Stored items
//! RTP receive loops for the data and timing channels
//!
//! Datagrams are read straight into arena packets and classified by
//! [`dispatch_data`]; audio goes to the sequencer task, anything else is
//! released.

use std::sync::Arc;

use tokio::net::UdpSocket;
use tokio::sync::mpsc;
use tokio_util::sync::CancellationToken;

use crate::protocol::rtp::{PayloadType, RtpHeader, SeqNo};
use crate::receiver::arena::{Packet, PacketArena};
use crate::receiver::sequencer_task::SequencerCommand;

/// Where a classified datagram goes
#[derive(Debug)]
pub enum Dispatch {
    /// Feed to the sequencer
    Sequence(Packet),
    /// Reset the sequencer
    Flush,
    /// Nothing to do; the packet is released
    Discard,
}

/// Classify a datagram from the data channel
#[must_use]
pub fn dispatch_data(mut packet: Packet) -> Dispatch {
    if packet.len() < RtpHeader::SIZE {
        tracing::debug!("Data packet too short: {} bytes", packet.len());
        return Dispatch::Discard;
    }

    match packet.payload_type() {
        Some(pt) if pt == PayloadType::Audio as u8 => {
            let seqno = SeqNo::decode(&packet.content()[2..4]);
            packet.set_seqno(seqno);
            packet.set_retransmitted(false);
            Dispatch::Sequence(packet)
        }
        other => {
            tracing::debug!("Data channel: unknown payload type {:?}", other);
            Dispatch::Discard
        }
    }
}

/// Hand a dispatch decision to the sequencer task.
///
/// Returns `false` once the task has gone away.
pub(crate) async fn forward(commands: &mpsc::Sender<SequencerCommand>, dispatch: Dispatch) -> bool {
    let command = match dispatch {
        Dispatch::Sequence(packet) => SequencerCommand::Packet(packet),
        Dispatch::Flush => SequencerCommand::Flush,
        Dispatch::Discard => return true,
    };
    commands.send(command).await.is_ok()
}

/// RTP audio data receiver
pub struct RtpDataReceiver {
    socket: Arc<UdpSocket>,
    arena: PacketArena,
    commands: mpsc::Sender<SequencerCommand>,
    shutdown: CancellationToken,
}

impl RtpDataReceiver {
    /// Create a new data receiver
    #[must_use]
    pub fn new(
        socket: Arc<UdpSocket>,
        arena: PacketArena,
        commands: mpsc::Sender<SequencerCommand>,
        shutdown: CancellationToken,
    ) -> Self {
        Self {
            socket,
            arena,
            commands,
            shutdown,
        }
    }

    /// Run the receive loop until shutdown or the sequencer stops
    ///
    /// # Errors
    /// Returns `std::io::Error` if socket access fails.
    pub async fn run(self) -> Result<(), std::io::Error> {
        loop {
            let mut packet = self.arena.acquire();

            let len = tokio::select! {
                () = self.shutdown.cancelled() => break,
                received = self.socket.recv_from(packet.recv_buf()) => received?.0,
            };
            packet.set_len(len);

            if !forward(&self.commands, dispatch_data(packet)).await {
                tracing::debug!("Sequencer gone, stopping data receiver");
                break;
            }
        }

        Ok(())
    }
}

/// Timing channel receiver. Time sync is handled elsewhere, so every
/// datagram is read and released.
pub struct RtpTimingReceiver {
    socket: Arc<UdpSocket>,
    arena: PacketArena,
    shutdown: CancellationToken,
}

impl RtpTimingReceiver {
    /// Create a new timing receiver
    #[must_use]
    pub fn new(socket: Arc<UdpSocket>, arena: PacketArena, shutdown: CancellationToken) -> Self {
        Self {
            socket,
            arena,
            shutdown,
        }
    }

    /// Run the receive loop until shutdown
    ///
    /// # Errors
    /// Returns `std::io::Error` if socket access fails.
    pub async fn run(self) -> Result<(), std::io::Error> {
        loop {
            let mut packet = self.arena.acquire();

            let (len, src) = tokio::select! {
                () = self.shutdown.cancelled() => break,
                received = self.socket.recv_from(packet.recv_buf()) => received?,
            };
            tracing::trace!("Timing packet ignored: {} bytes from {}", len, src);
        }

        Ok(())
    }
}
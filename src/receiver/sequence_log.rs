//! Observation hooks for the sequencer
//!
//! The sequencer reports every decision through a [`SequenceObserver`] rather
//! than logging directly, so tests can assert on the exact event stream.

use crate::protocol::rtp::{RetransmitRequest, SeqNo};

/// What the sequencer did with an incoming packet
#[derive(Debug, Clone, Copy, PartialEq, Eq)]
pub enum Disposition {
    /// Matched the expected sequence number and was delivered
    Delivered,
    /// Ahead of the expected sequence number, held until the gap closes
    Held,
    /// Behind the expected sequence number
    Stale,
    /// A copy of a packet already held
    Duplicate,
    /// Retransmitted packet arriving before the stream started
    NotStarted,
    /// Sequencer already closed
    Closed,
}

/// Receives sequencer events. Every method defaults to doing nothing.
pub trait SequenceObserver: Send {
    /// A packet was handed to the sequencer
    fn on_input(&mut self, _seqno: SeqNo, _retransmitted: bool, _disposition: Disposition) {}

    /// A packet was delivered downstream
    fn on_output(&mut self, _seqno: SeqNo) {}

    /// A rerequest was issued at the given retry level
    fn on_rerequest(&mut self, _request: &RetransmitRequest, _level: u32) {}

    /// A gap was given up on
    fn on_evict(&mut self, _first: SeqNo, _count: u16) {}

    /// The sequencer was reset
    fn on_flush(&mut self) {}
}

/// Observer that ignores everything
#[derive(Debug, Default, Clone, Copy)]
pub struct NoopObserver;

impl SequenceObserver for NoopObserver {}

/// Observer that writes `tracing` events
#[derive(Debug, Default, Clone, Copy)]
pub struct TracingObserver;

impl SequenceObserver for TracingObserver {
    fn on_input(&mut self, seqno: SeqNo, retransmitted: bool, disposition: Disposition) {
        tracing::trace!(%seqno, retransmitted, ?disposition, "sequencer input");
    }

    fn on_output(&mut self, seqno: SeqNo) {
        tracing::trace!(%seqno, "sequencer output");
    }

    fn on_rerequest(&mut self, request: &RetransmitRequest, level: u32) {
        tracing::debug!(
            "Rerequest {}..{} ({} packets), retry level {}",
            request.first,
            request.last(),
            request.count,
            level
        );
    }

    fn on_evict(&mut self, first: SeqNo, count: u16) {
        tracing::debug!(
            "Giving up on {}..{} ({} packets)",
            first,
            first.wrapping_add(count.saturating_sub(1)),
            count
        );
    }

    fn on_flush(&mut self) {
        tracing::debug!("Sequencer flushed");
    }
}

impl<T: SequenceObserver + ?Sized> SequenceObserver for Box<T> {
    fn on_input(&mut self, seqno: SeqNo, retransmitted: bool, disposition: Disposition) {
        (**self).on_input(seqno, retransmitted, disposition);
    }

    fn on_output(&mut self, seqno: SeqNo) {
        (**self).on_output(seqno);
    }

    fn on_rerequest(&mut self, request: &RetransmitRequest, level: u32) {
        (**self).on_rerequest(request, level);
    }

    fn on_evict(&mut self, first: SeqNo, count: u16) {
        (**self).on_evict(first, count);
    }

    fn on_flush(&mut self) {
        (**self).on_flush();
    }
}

● **Work to be completed**
Give the data again, exactly as it stands.

● **The completed task**
//! RTP receive loops for the data and timing channels
//!
//! Datagrams are read straight into arena packets and classified by
//! [`dispatch_data`]; audio goes to the sequencer task, anything else is
//! released.

use std::sync::Arc;

use tokio::net::UdpSocket;
use tokio::sync::mpsc;
use tokio_util::sync::CancellationToken;

use crate::protocol::rtp::{PayloadType, RtpHeader, SeqNo};
use crate::receiver::arena::{Packet, PacketArena};
use crate::receiver::sequencer_task::SequencerCommand;

/// Where a classified datagram goes
#[derive(Debug)]
pub enum Dispatch {
    /// Feed to the sequencer
    Sequence(Packet),
    /// Reset the sequencer
    Flush,
    /// Nothing to do; the packet is released
    Discard,
}

/// Classify a datagram from the data channel
#[must_use]
pub fn dispatch_data(mut packet: Packet) -> Dispatch {
    if packet.len() < RtpHeader::SIZE {
        tracing::debug!("Data packet too short: {} bytes", packet.len());
        return Dispatch::Discard;
    }

    match packet.payload_type() {
        Some(pt) if pt == PayloadType::Audio as u8 => {
            let seqno = SeqNo::decode(&packet.content()[2..4]);
            packet.set_seqno(seqno);
            packet.set_retransmitted(false);
            Dispatch::Sequence(packet)
        }
        other => {
            tracing::debug!("Data channel: unknown payload type {:?}", other);
            Dispatch::Discard
        }
    }
}

/// Hand a dispatch decision to the sequencer task.
///
/// Returns `false` once the task has gone away.
pub(crate) async fn forward(commands: &mpsc::Sender<SequencerCommand>, dispatch: Dispatch) -> bool {
    let command = match dispatch {
        Dispatch::Sequence(packet) => SequencerCommand::Packet(packet),
        Dispatch::Flush => SequencerCommand::Flush,
        Dispatch::Discard => return true,
    };
    commands.send(command).await.is_ok()
}

/// RTP audio data receiver
pub struct RtpDataReceiver {
    socket: Arc<UdpSocket>,
    arena: PacketArena,
    commands: mpsc::Sender<SequencerCommand>,
    shutdown: CancellationToken,
}

impl RtpDataReceiver {
    /// Create a new data receiver
    #[must_use]
    pub fn new(
        socket: Arc<UdpSocket>,
        arena: PacketArena,
        commands: mpsc::Sender<SequencerCommand>,
        shutdown: CancellationToken,
    ) -> Self {
        Self {
            socket,
            arena,
            commands,
            shutdown,
        }
    }

    /// Run the receive loop until shutdown or the sequencer stops
    ///
    /// # Errors
    /// Returns `std::io::Error` if socket access fails.
    pub async fn run(self) -> Result<(), std::io::Error> {
        loop {
            let mut packet = self.arena.acquire();

            let len = tokio::select! {
                () = self.shutdown.cancelled() => break,
                received = self.socket.recv_from(packet.recv_buf()) => received?.0,
            };
            packet.set_len(len);

            if !forward(&self.commands, dispatch_data(packet)).await {
                tracing::debug!("Sequencer gone, stopping data receiver");
                break;
            }
        }

        Ok(())
    }
}

/// Timing channel receiver. Time sync is handled elsewhere, so every
/// datagram is read and released.
pub struct RtpTimingReceiver {
    socket: Arc<UdpSocket>,
    arena: PacketArena,
    shutdown: CancellationToken,
}

impl RtpTimingReceiver {
    /// Create a new timing receiver
    #[must_use]
    pub fn new(socket: Arc<UdpSocket>, arena: PacketArena, shutdown: CancellationToken) -> Self {
        Self {
            socket,
            arena,
            shutdown,
        }
    }

    /// Run the receive loop until shutdown
    ///
    /// # Errors
    /// Returns `std::io::Error` if socket access fails.
    pub async fn run(self) -> Result<(), std::io::Error> {
        loop {
            let mut packet = self.arena.acquire();

            let (len, src) = tokio::select! {
                () = self.shutdown.cancelled() => break,
                received = self.socket.recv_from(packet.recv_buf()) => received?,
            };
            tracing::trace!("Timing packet ignored: {} bytes from {}", len, src);
        }

        Ok(())
    }
}
filename src/receiver/sequence_log.rs
//! Observation hooks for the sequencer
//!
//! The sequencer reports every decision through a [`SequenceObserver`] rather
//! than logging directly, so tests can assert on the exact event stream.

use crate::protocol::rtp::{RetransmitRequest, SeqNo};

/// What the sequencer did with an incoming packet
#[derive(Debug, Clone, Copy, PartialEq, Eq)]
pub enum Disposition {
    /// Matched the expected sequence number and was delivered
    Delivered,
    /// Ahead of the expected sequence number, held until the gap closes
    Held,
    /// Behind the expected sequence number
    Stale,
    /// A copy of a packet already held
    Duplicate,
    /// Retransmitted packet arriving before the stream started
    NotStarted,
    /// Sequencer already closed
    Closed,
}

/// Receives sequencer events. Every method defaults to doing nothing.
pub trait SequenceObserver: Send {
    /// A packet was handed to the sequencer
    fn on_input(&mut self, _seqno: SeqNo, _retransmitted: bool, _disposition: Disposition) {}

    /// A packet was delivered downstream
    fn on_output(&mut self, _seqno: SeqNo) {}

    /// A rerequest was issued at the given retry level
    fn on_rerequest(&mut self, _request: &RetransmitRequest, _level: u32) {}

    /// A gap was given up on
    fn on_evict(&mut self, _first: SeqNo, _count: u16) {}

    /// The sequencer was reset
    fn on_flush(&mut self) {}
}

/// Observer that ignores everything
#[derive(Debug, Default, Clone, Copy)]
pub struct NoopObserver;

impl SequenceObserver for NoopObserver {}

/// Observer that writes `tracing` events
#[derive(Debug, Default, Clone, Copy)]
pub struct TracingObserver;

impl SequenceObserver for TracingObserver {
    fn on_input(&mut self, seqno: SeqNo, retransmitted: bool, disposition: Disposition) {
        tracing::trace!(%seqno, retransmitted, ?disposition, "sequencer input");
    }

    fn on_output(&mut self, seqno: SeqNo) {
        tracing::trace!(%seqno, "sequencer output");
    }

    fn on_rerequest(&mut self, request: &RetransmitRequest, level: u32) {
        tracing::debug!(
            "Rerequest {}..{} ({} packets), retry level {}",
            request.first,
            request.last(),
            request.count,
            level
        );
    }

    fn on_evict(&mut self, first: SeqNo, count: u16) {
        tracing::debug!(
            "Giving up on {}..{} ({} packets)",
            first,
            first.wrapping_add(count.saturating_sub(1)),
            count
        );
    }

    fn on_flush(&mut self) {
        tracing::debug!("Sequencer flushed");
    }
}

impl<T: SequenceObserver + ?Sized> SequenceObserver for Box<T> {
    fn on_input(&mut self, seqno: SeqNo, retransmitted: bool, disposition: Disposition) {
        (**self).on_input(seqno, retransmitted, disposition);
    }

    fn on_output(&mut self, seqno: SeqNo) {
        (**self).on_output(seqno);
    }

    fn on_rerequest(&mut self, request: &RetransmitRequest, level: u32) {
        (**self).on_rerequest(request, level);
    }

    fn on_evict(&mut self, first: SeqNo, count: u16) {
        (**self).on_evict(first, count);
    }

    fn on_flush(&mut self) {
        (**self).on_flush();
    }
}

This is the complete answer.